## [Supplied records]
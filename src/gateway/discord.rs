//! Discord implementation of the gateway using serenity.

use log::{debug, warn};
use poise::serenity_prelude::{
    AutoArchiveDuration, Channel, ChannelId, ChannelType, Context, CreateMessage, CreateThread,
    Error as SerenityError, GuildId, Message as SerenityMessage, MessageId,
};

use crate::error::{BotError, Result};

use super::{BotIdentity, FetchedMessage, Gateway, Inbound};

pub struct DiscordGateway<'a> {
    ctx: &'a Context,
}

impl<'a> DiscordGateway<'a> {
    #[must_use]
    pub fn new(ctx: &'a Context) -> Self {
        Self { ctx }
    }

    /// Resolve the bot's user id and the roles it holds in the guild.
    pub async fn identity(&self, guild_id: Option<u64>) -> BotIdentity {
        let user_id = self.ctx.cache.current_user().id;

        let role_ids = match guild_id {
            Some(guild_id) => match GuildId::new(guild_id).member(self.ctx, user_id).await {
                Ok(member) => member.roles.iter().map(|role| role.get()).collect(),
                Err(e) => {
                    warn!("Failed to look up bot roles in guild {guild_id}: {e}");
                    Vec::new()
                }
            },
            None => Vec::new(),
        };

        BotIdentity {
            user_id: user_id.get(),
            role_ids,
        }
    }

    /// Whether the channel is a thread.
    pub async fn is_thread(&self, channel_id: ChannelId) -> bool {
        match channel_id.to_channel(self.ctx).await {
            Ok(Channel::Guild(channel)) => matches!(
                channel.kind,
                ChannelType::PublicThread | ChannelType::PrivateThread | ChannelType::NewsThread
            ),
            Ok(_) => false,
            Err(e) => {
                warn!("Failed to resolve channel {channel_id}: {e}");
                false
            }
        }
    }

    /// Convert a serenity message into the chatbot's inbound form.
    ///
    /// Threads are not kept in the cache, so `in_thread` is only looked up
    /// when `resolve_thread` is set and is `false` otherwise.
    pub async fn inbound(&self, message: &SerenityMessage, resolve_thread: bool) -> Inbound {
        let in_thread = resolve_thread && self.is_thread(message.channel_id).await;

        Inbound {
            id: message.id.get(),
            author_id: message.author.id.get(),
            author_name: message.author.name.clone(),
            author_is_bot: message.author.bot,
            content: message.content.clone(),
            channel_id: message.channel_id.get(),
            guild_id: message.guild_id.map(GuildId::get),
            in_thread,
            reference: message
                .message_reference
                .as_ref()
                .and_then(|reference| reference.message_id)
                .map(MessageId::get),
        }
    }
}

fn archive_duration(minutes: u16) -> AutoArchiveDuration {
    match minutes {
        0..=60 => AutoArchiveDuration::OneHour,
        61..=1440 => AutoArchiveDuration::OneDay,
        1441..=4320 => AutoArchiveDuration::ThreeDays,
        _ => AutoArchiveDuration::OneWeek,
    }
}

impl Gateway for DiscordGateway<'_> {
    async fn broadcast_typing(&self, channel_id: u64) -> Result<()> {
        ChannelId::new(channel_id)
            .broadcast_typing(&self.ctx.http)
            .await?;
        Ok(())
    }

    async fn send_message(&self, channel_id: u64, reply_to: Option<u64>, text: &str) -> Result<()> {
        let channel_id = ChannelId::new(channel_id);
        let mut message = CreateMessage::new().content(text);
        if let Some(reply_to) = reply_to {
            message = message.reference_message((channel_id, MessageId::new(reply_to)));
        }
        channel_id.send_message(&self.ctx.http, message).await?;
        Ok(())
    }

    async fn fetch_message(&self, channel_id: u64, message_id: u64) -> Result<FetchedMessage> {
        match self
            .ctx
            .http
            .get_message(ChannelId::new(channel_id), MessageId::new(message_id))
            .await
        {
            Ok(message) => Ok(FetchedMessage {
                author_id: message.author.id.get(),
                content: message.content,
            }),
            Err(SerenityError::Http(e)) if e.status_code().is_some_and(|s| s.as_u16() == 404) => {
                Err(BotError::MessageNotFound(message_id))
            }
            Err(e) => Err(e.into()),
        }
    }

    async fn create_private_thread(
        &self,
        channel_id: u64,
        name: &str,
        auto_archive_minutes: u16,
    ) -> Result<u64> {
        let thread = ChannelId::new(channel_id)
            .create_thread(
                &self.ctx.http,
                CreateThread::new(name)
                    .kind(ChannelType::PrivateThread)
                    .auto_archive_duration(archive_duration(auto_archive_minutes)),
            )
            .await?;
        debug!("Created private thread {} in channel {channel_id}", thread.id);
        Ok(thread.id.get())
    }
}
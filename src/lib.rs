pub mod bot;
pub mod chatbot;
pub mod commands;
pub mod config;
pub mod context;
pub mod error;
pub mod gateway;
pub mod ollama;
pub mod types;

#[cfg(test)]
mod testing;

pub use bot::run;
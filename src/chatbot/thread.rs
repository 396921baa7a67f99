//! Private thread provisioning for thread-scoped conversations.

use log::{info, warn};
use strum::EnumString;

use crate::error::Result;
use crate::gateway::{Gateway, THREAD_AUTO_ARCHIVE_MINUTES};
use crate::ollama::ChatModel;
use crate::types::Turn;

/// Used when no better label can be derived.
pub const DEFAULT_THREAD_LABEL: &str = "discussion";

/// Discord's thread name limit in characters.
const MAX_THREAD_NAME_LENGTH: usize = 100;

const MAX_KEYWORDS: usize = 3;

const STOP_WORDS: &[&str] = &[
    "about", "after", "all", "also", "and", "any", "are", "because", "been", "but", "can",
    "could", "did", "does", "for", "from", "had", "has", "have", "her", "his", "how", "into",
    "its", "just", "like", "more", "not", "now", "off", "one", "our", "out", "please", "she",
    "should", "some", "tell", "than", "that", "the", "their", "them", "then", "there", "these",
    "they", "this", "those", "was", "way", "were", "what", "when", "where", "which", "who",
    "why", "will", "with", "would", "you", "your",
];

const SUMMARIZE_PROMPT: &str = "Summarize the following message as a short topic label of \
    at most five words. Reply with the label only.";

/// How a new thread gets its name.
#[derive(Debug, Clone, Copy, PartialEq, Eq, EnumString)]
#[strum(serialize_all = "kebab-case", ascii_case_insensitive)]
pub enum ThreadLabelStrategy {
    /// First few non-trivial words of the message
    Keywords,
    /// Ask the model for a short label
    Summarize,
}

/// Up to three non-trivial words from `text`, lowercased.
#[must_use]
pub fn keyword_label(text: &str) -> Option<String> {
    let words: Vec<String> = text
        .split_whitespace()
        .map(|word| {
            word.chars()
                .filter(|c| c.is_alphanumeric())
                .collect::<String>()
                .to_lowercase()
        })
        .filter(|word| word.chars().count() >= 3 && !STOP_WORDS.contains(&word.as_str()))
        .take(MAX_KEYWORDS)
        .collect();

    (!words.is_empty()).then(|| words.join(" "))
}

/// Ask the model to label `text`; `None` on failure or an empty answer.
pub async fn summarize_label<M: ChatModel>(model: &M, text: &str) -> Option<String> {
    let prompt = Turn::user(format!("{SUMMARIZE_PROMPT}\n\n{text}"));
    match model.chat(&[prompt]).await {
        Ok(Some(turn)) => {
            let label = turn
                .text
                .lines()
                .map(str::trim)
                .find(|line| !line.is_empty())?
                .trim_matches(|c: char| matches!(c, '"' | '\'' | '*' | '.' | '`'))
                .trim()
                .to_string();
            (!label.is_empty()).then_some(label)
        }
        Ok(None) => None,
        Err(e) => {
            warn!("Failed to summarize thread label: {e}");
            None
        }
    }
}

/// Thread name for `text` under the strategy, clipped to Discord's limit.
pub async fn derive_label<M: ChatModel>(
    strategy: ThreadLabelStrategy,
    model: &M,
    text: &str,
) -> String {
    let label = match strategy {
        ThreadLabelStrategy::Keywords => keyword_label(text),
        ThreadLabelStrategy::Summarize => summarize_label(model, text).await,
    };

    label
        .unwrap_or_else(|| DEFAULT_THREAD_LABEL.to_string())
        .chars()
        .take(MAX_THREAD_NAME_LENGTH)
        .collect()
}

/// Open a private thread for a new conversation and return its id.
///
/// # Errors
///
/// Returns an error if the platform refuses to create the thread.
pub async fn provision_thread<G: Gateway, M: ChatModel>(
    gateway: &G,
    model: &M,
    strategy: ThreadLabelStrategy,
    channel_id: u64,
    text: &str,
) -> Result<u64> {
    let name = derive_label(strategy, model, text).await;
    let thread_id = gateway
        .create_private_thread(channel_id, &name, THREAD_AUTO_ARCHIVE_MINUTES)
        .await?;
    info!("Opened thread '{name}' ({thread_id}) in channel {channel_id}");
    Ok(thread_id)
}

#[cfg(test)]
mod tests {
    use super::*;
    use crate::error::BotError;
    use crate::testing::{FakeGateway, FakeModel};

    #[test]
    fn keywords_skip_stop_words_and_short_words() {
        assert_eq!(
            keyword_label("How do I configure the Rust borrow checker?"),
            Some("configure rust borrow".to_string())
        );
        assert_eq!(keyword_label("is it ok?"), None);
        assert_eq!(keyword_label(""), None);
    }

    #[tokio::test]
    async fn summarize_uses_first_line_without_quotes() {
        let model = FakeModel::replying([Ok(Some(Turn::assistant("\"Async Rust\"\nmore text")))]);
        assert_eq!(
            summarize_label(&model, "tell me about tokio").await,
            Some("Async Rust".to_string())
        );
        let calls = model.calls();
        assert_eq!(calls.len(), 1);
        assert!(calls[0][0].text.ends_with("tell me about tokio"));
    }

    #[tokio::test]
    async fn summarize_falls_back_to_default() {
        let failing = FakeModel::replying([Err(BotError::OllamaResponse("down".to_string()))]);
        assert_eq!(
            derive_label(ThreadLabelStrategy::Summarize, &failing, "hi").await,
            DEFAULT_THREAD_LABEL
        );

        let empty = FakeModel::replying([Ok(Some(Turn::assistant("  \"\"  ")))]);
        assert_eq!(
            derive_label(ThreadLabelStrategy::Summarize, &empty, "hi").await,
            DEFAULT_THREAD_LABEL
        );
    }

    #[tokio::test]
    async fn labels_are_clipped() {
        let model = FakeModel::replying([Ok(Some(Turn::assistant("x".repeat(300))))]);
        let label = derive_label(ThreadLabelStrategy::Summarize, &model, "hi").await;
        assert_eq!(label.chars().count(), MAX_THREAD_NAME_LENGTH);
    }

    #[tokio::test]
    async fn provision_creates_private_thread() -> Result<()> {
        let gateway = FakeGateway::default();
        let model = FakeModel::default();

        let thread_id = provision_thread(
            &gateway,
            &model,
            ThreadLabelStrategy::Keywords,
            10,
            "deploying kubernetes clusters today",
        )
        .await?;

        let threads = gateway.threads();
        assert_eq!(threads.len(), 1);
        assert_eq!(threads[0].id, thread_id);
        assert_eq!(threads[0].parent, 10);
        assert_eq!(threads[0].name, "deploying kubernetes clusters");
        assert_eq!(threads[0].auto_archive_minutes, THREAD_AUTO_ARCHIVE_MINUTES);
        assert!(model.calls().is_empty());
        Ok(())
    }
}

## [Task item]
Look through the material above. Copy each line where the word "tell" appears.

## [Response]
    "should", "some", "tell", "than", "that", "the", "their", "them", "then", "there", "these",
            summarize_label(&model, "tell me about tokio").await,
        assert!(calls[0][0].text.ends_with("tell me about tokio"));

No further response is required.